◆ **REQUIRED WORK**
The answer must be every line below that holds the word "memory".

(Stored data)
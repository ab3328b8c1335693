//! Video validation and HLS transcoding.

mod engine;
mod ffmpeg;
pub mod test_helpers;
mod validator;

pub use engine::{TranscodeError, TranscodingEngine};
pub use ffmpeg::{FfmpegEngine, HlsVariant};
pub use validator::{UploadValidator, ValidationError};
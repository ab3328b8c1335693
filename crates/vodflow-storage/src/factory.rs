use crate::{BlobStore, LocalBlobStore, S3BlobStore, StorageError, StorageResult};
use std::sync::Arc;
use vodflow_core::{Config, StorageBackend};

/// Build the configured blob store backend.
pub async fn create_blob_store(config: &Config) -> StorageResult<Arc<dyn BlobStore>> {
    match config.storage_backend {
        StorageBackend::Local => {
            let path = config.local_storage_path.as_deref().ok_or_else(|| {
                StorageError::ConfigError("LOCAL_STORAGE_PATH is not set".to_string())
            })?;
            let base_url = config.local_storage_base_url.as_deref().ok_or_else(|| {
                StorageError::ConfigError("LOCAL_STORAGE_BASE_URL is not set".to_string())
            })?;

            let store = LocalBlobStore::new(path, base_url.to_string()).await?;
            tracing::info!(path = %path, "Using local blob store");
            Ok(Arc::new(store))
        }
        StorageBackend::S3 => {
            let bucket = config
                .s3_bucket
                .as_deref()
                .ok_or_else(|| StorageError::ConfigError("S3_BUCKET is not set".to_string()))?;
            let region = config
                .s3_region
                .as_deref()
                .ok_or_else(|| StorageError::ConfigError("S3_REGION is not set".to_string()))?;

            let store = S3BlobStore::new(
                bucket,
                region,
                config.s3_endpoint.as_deref(),
                config.s3_public_base_url.as_deref(),
            )?;
            tracing::info!(bucket = %bucket, region = %region, "Using S3 blob store");
            Ok(Arc::new(store))
        }
    }
}
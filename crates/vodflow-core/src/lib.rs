//! Core types for the vodflow upload service: error taxonomy, domain models,
//! and environment-driven configuration.

pub mod config;
pub mod error;
pub mod models;

pub use config::{Config, StorageBackend};
pub use error::{ErrorMetadata, LogLevel, PipelineError};
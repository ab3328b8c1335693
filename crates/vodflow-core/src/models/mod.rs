pub mod temporary;
pub mod video;

pub use temporary::TemporaryVideo;
pub use video::{Ad, AdDescriptor, Tag, Video, VideoSnapshot, VideoUploadMetadata};
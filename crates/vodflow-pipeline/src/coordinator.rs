use crate::artifacts::ArtifactUploader;
use crate::staging::StagingArea;
use crate::transcode::TranscodeStage;
use bytes::Bytes;
use std::sync::Arc;
use uuid::Uuid;
use validator::Validate;
use vodflow_core::models::{AdDescriptor, TemporaryVideo, VideoSnapshot, VideoUploadMetadata};
use vodflow_core::PipelineError;
use vodflow_db::Catalog;
use vodflow_events::{EventPublisher, VideoEvent};
use vodflow_registry::TemporaryVideoRegistry;

/// Orchestrates the two-step upload protocol over the stage seams. Each step
/// compensates its own side effects; the temporary registry record is the
/// only state shared between the steps.
pub struct UploadPipeline {
    staging: StagingArea,
    transcode: TranscodeStage,
    uploader: ArtifactUploader,
    registry: Arc<dyn TemporaryVideoRegistry>,
    catalog: Arc<dyn Catalog>,
    publisher: Arc<dyn EventPublisher>,
}

impl UploadPipeline {
    pub fn new(
        staging: StagingArea,
        transcode: TranscodeStage,
        uploader: ArtifactUploader,
        registry: Arc<dyn TemporaryVideoRegistry>,
        catalog: Arc<dyn Catalog>,
        publisher: Arc<dyn EventPublisher>,
    ) -> Self {
        Self {
            staging,
            transcode,
            uploader,
            registry,
            catalog,
            publisher,
        }
    }

    /// Step one: ingest a raw video. Stage, encode, upload, register.
    ///
    /// On any failure the staging directory is removed and the registry is
    /// left without a record for this key, so the client can retry with the
    /// same video id.
    #[tracing::instrument(skip(self, data), fields(user_id = %user_id, video_id = %video_id, size = data.len()))]
    pub async fn submit_upload(
        &self,
        user_id: &str,
        video_id: &str,
        filename: &str,
        data: Bytes,
    ) -> Result<TemporaryVideo, PipelineError> {
        let input = self.staging.stage(user_id, video_id, filename, data).await?;

        let hls_dir = match self.transcode.run(&input).await {
            Ok(dir) => dir,
            Err(e) => {
                self.staging.cleanup(user_id, video_id).await;
                return Err(e);
            }
        };

        let artifacts = match self.uploader.upload_directory(user_id, video_id, &hls_dir).await {
            Ok(artifacts) => artifacts,
            Err(e) => {
                self.staging.cleanup(user_id, video_id).await;
                return Err(e);
            }
        };

        let record = match self
            .registry
            .create(user_id, video_id, &artifacts.video_url)
            .await
        {
            Ok(record) => record,
            Err(e) => {
                self.staging.cleanup(user_id, video_id).await;
                self.uploader.delete_objects(&artifacts, user_id, video_id).await;
                return Err(e.into());
            }
        };

        self.staging.cleanup(user_id, video_id).await;

        // Opportunistic reclaim; with a zero TTL the record is already gone
        // by the time the client comes back.
        if let Err(e) = self.registry.sweep_if_expired(user_id, video_id).await {
            tracing::warn!(error = %e, "Post-upload expiry sweep failed");
        }

        tracing::info!(video_url = %record.video_url, "Upload step complete");
        Ok(record)
    }

    /// Step two: attach metadata and promote the upload to the permanent
    /// catalog.
    ///
    /// The temporary record is retired only after the catalog commit; on any
    /// failure before that it stays in place so the client can retry until
    /// the TTL runs out.
    #[tracing::instrument(skip(self, metadata, thumbnail), fields(user_id = %user_id, video_id = %video_id))]
    pub async fn submit_metadata(
        &self,
        user_id: &str,
        video_id: &str,
        metadata: &VideoUploadMetadata,
        thumbnail_filename: &str,
        thumbnail: Bytes,
    ) -> Result<VideoSnapshot, PipelineError> {
        metadata.validate()?;

        let record = self.registry.find(user_id, video_id).await?;

        let thumbnail_url = self
            .uploader
            .upload_thumbnail(user_id, video_id, thumbnail_filename, thumbnail)
            .await?;

        let snapshot = self
            .catalog
            .finalize(user_id, metadata, &record.video_url, &thumbnail_url)
            .await?;

        // Past the commit point: the permanent record exists, so neither a
        // publish failure nor a retire failure can fail the request.
        self.publish_best_effort(VideoEvent::created(snapshot.clone())).await;

        if let Err(e) = self.registry.delete(user_id, video_id).await {
            tracing::warn!(error = %e, "Failed to retire temporary record after finalization");
        }

        tracing::info!(permanent_video_id = %snapshot.video_id, "Metadata step complete");
        Ok(snapshot)
    }

    /// Replace the tag set of a published video.
    pub async fn update_tags(
        &self,
        user_id: &str,
        video_id: Uuid,
        tag_ids: &[String],
    ) -> Result<VideoSnapshot, PipelineError> {
        let snapshot = self.catalog.update_tags(user_id, video_id, tag_ids).await?;
        self.publish_best_effort(VideoEvent::updated(snapshot.clone())).await;
        Ok(snapshot)
    }

    /// Replace the ad set of a published video.
    pub async fn update_ads(
        &self,
        user_id: &str,
        video_id: Uuid,
        ads: &[AdDescriptor],
    ) -> Result<VideoSnapshot, PipelineError> {
        for ad in ads {
            ad.validate()?;
        }
        let snapshot = self.catalog.update_ads(user_id, video_id, ads).await?;
        self.publish_best_effort(VideoEvent::updated(snapshot.clone())).await;
        Ok(snapshot)
    }

    async fn publish_best_effort(&self, event: VideoEvent) {
        if let Err(e) = self.publisher.publish(&event).await {
            tracing::warn!(
                topic = event.topic.as_str(),
                video_id = %event.payload.video_id,
                error = %e,
                "Event publication failed; continuing"
            );
        }
    }
}
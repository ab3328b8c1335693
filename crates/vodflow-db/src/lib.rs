//! Persistent catalog
//!
//! Relational store for the permanent Video/Ad/Tag/VideoTag graph. All
//! multi-row writes go through one transaction per operation; partial
//! Video-without-tags or Video-without-ads states are never visible.

mod catalog;
mod memory;
mod postgres;
mod transaction;

use sqlx::postgres::PgPoolOptions;
use sqlx::PgPool;
use std::time::Duration;

pub use catalog::{Catalog, CatalogError, CatalogResult};
pub use memory::MemoryCatalog;
pub use postgres::PostgresCatalog;
pub use transaction::TransactionGuard;

/// Build the Postgres connection pool.
pub async fn create_pool(
    database_url: &str,
    max_connections: u32,
    timeout_seconds: u64,
) -> Result<PgPool, sqlx::Error> {
    PgPoolOptions::new()
        .max_connections(max_connections)
        .acquire_timeout(Duration::from_secs(timeout_seconds))
        .connect(database_url)
        .await
}

/// Run embedded migrations.
pub async fn run_migrations(pool: &PgPool) -> Result<(), sqlx::migrate::MigrateError> {
    sqlx::migrate!("./migrations").run(pool).await
}
pub mod finalize;
pub mod health;
pub mod modify;
pub mod upload;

◆ **TASK OUTPUT**
mod memory;
pub use memory::MemoryCatalog;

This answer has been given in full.